(58g) Hybrid Modeling and Multi-Objective Optimization of an Industrial Hydrocracker | AIChE

(58g) Hybrid Modeling and Multi-Objective Optimization of an Industrial Hydrocracker


Bhutani, N. - Presenter, National University of Singapore, Singapore


Hydrocracking is a complex catalytic cracking process that involves the cracking of relatively heavy oil fractions such as heavy gas oil and vacuum gas oil into lighter products: naphtha, kerosene and diesel, in the presence of hydrogen. Since the feed is a complex mixture of olefins, paraffins, aromatics and napthenic compounds, the rate constant for individual reaction steps are impossible to obtain. Hence, many researchers have followed pseudo-component approach which is based on classifying hydrocarbons on the basis of either structural classes (Martens and Marin, 2001) or common properties like boiling point range and specific gravity to reduce the complexity of problem. These first principle models are not satisfactory for industrial applications due to common process variations such as change in feed stock composition, operating conditions and catalyst deactivation. The main reason is the complex reaction kinetics which necessitates regular update of model internal parameters for accurate prediction.

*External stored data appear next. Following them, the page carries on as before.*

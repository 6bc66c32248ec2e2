//! Roles, capabilities, and the session-scoped authorizer.
//!
//! Roles are stored as text in the `users` table and resolved to a typed
//! [`Role`] once per session. Authorization decisions go through
//! [`Authorizer`] -- an explicit value passed to access checks -- rather
//! than string comparison scattered through handlers.

use serde::{Deserialize, Serialize};

/// Well-known role names as stored in the database.
pub const ROLE_ADMIN: &str = "admin";
pub const ROLE_PRODUCER: &str = "producer";
pub const ROLE_VIEWER: &str = "viewer";

/// A user's role within their company.
#[derive(Debug, Clone, Copy, PartialEq, Eq, Serialize, Deserialize)]
#[serde(rename_all = "lowercase")]
pub enum Role {
    /// Full control of the company, including user management.
    Admin,
    /// Manages shows, scenes, and scheduling.
    Producer,
    /// Read-only access to schedules and reports.
    Viewer,
}

/// A single permission tag. Resolved from the role once per session; no
/// string-keyed permission lists at call sites.
#[derive(Debug, Clone, Copy, PartialEq, Eq, Serialize)]
#[serde(rename_all = "snake_case")]
pub enum Capability {
    ManageUsers,
    ManageShows,
    ManageScenes,
    ViewSchedule,
}

/// Capability sets per role, resolved via static tables.
const ADMIN_CAPABILITIES: &[Capability] = &[
    Capability::ManageUsers,
    Capability::ManageShows,
    Capability::ManageScenes,
    Capability::ViewSchedule,
];

const PRODUCER_CAPABILITIES: &[Capability] = &[
    Capability::ManageShows,
    Capability::ManageScenes,
    Capability::ViewSchedule,
];

const VIEWER_CAPABILITIES: &[Capability] = &[Capability::ViewSchedule];

impl Role {
    /// Parse a stored role name. Unknown names are rejected rather than
    /// silently downgraded.
    pub fn parse(name: &str) -> Result<Self, String> {
        match name {
            ROLE_ADMIN => Ok(Self::Admin),
            ROLE_PRODUCER => Ok(Self::Producer),
            ROLE_VIEWER => Ok(Self::Viewer),
            other => Err(format!("Unknown role: {other}")),
        }
    }

    /// The database/text representation of this role.
    pub fn as_str(self) -> &'static str {
        match self {
            Self::Admin => ROLE_ADMIN,
            Self::Producer => ROLE_PRODUCER,
            Self::Viewer => ROLE_VIEWER,
        }
    }

    /// Capabilities granted to this role.
    pub fn capabilities(self) -> &'static [Capability] {
        match self {
            Self::Admin => ADMIN_CAPABILITIES,
            Self::Producer => PRODUCER_CAPABILITIES,
            Self::Viewer => VIEWER_CAPABILITIES,
        }
    }

    /// Badge colour for UI display, keyed by the enum instead of repeated
    /// role-name switches in the view layer.
    pub fn badge_color(self) -> &'static str {
        match self {
            Self::Admin => "red",
            Self::Producer => "blue",
            Self::Viewer => "gray",
        }
    }
}

/// Session-scoped authorization context.
///
/// Built once from the authenticated user's role and passed explicitly to
/// every access check -- no ambient global permission state.
#[derive(Debug, Clone, Copy)]
pub struct Authorizer {
    role: Role,
}

impl Authorizer {
    pub fn new(role: Role) -> Self {
        Self { role }
    }

    pub fn role(self) -> Role {
        self.role
    }

    pub fn allows(self, capability: Capability) -> bool {
        self.role.capabilities().contains(&capability)
    }

    pub fn can_manage_users(self) -> bool {
        self.allows(Capability::ManageUsers)
    }

    pub fn can_manage_shows(self) -> bool {
        self.allows(Capability::ManageShows)
    }

    pub fn can_manage_scenes(self) -> bool {
        self.allows(Capability::ManageScenes)
    }

    pub fn can_view_schedule(self) -> bool {
        self.allows(Capability::ViewSchedule)
    }
}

Hybrid models which combine first principle and data-based approaches have significant advantages over the first principle model. They allow the integration of a-priori knowledge with the valuable information contained in the industrial operating data. Hence, the hybrid model structure captures underlying system characteristics better. Several hybrid model structures have been proposed in the literature (Duarte et al., 2004) These structures generally follow first principles approach for macroscopic balances (i.e. mass, energy and momentum balances) and employ artificial neural networks to model nonlinear reaction kinetics of complex chemical/biological kinetics. Application of such approaches to modeling of chemical (Hugget et al., 1999), biochemical (Psichogios and Ungar, 1992; Thompson and Kramer, 1994; Oliveira, 2004) and petrochemical processes (Bellos et al., 2005) has been studied using simulated, laboratory or plant data. However, application of hybrid models to industrial plants such as hydrocrackers has not been reported in the open literature.

There are two main approaches found in open literature for combining mechanistic models with empirical models to obtain hybrid models (Duarte et al., 2004). They are: serial and parallel arrangements of mechanistic and empirical models. Serial structure has been used to model kinetics of bioprocess (Acuña et al., 1991), industrial hydrodesulfurization reactor (Bellos et al., 2005) and yeast cultivation (Schubert et al., 1994) whereas parallel structure has been used to improve the prediction capability of mechanistic model for activated sludge process (Cote et al., 1995), model complex chemical reactor system (Su et al., 1992) and model and control a laboratory pressure vessel (Van Can et al., 1996).

Motivated by the availability of lot of industrial data, computational resources and limitations of first principle model (Bhutani et al., 2005) to fully capture uncertainties in feed stock composition, catalyst deactivation, operating conditions etc., the present work proposes hybrid models for an industrial hydrocracker where the hydrocracking reactor system is described by a set of pseudo-component mass balance equations using discrete lumped model approach (Mohanty et al., 1991; Pacheco and Dassori, 2002), and the reaction kinetics is represented by an adjustable mixture of neural network and mechanistic representations. Configuration, design and steady state data of the hydrocracking unit operation is taken from industry for a year of operation. A few hybrid modeling structures will be studied for hydrocracker simulation, with the objectives of comparing them and identifying a robust model.

A typical hydrocracker produces many valuable products such as naphtha, kerosene and diesel and low value products like light ends with utility consumption. Hence, hydrocracker optimization naturally involves multiple objectives. A hybrid model of hydrocracker and non-dominated sorting genetic algorithm (NSGA) will be employed for solving suitable multi-objective problems. Production of selected products will be simultaneously maximized with respect to decision variables such as feed flow rate, recycle gas flow, quench gas flow and inlet temperature subject to realistic constraints. Optimal solutions and the corresponding operating conditions will be presented and discussed.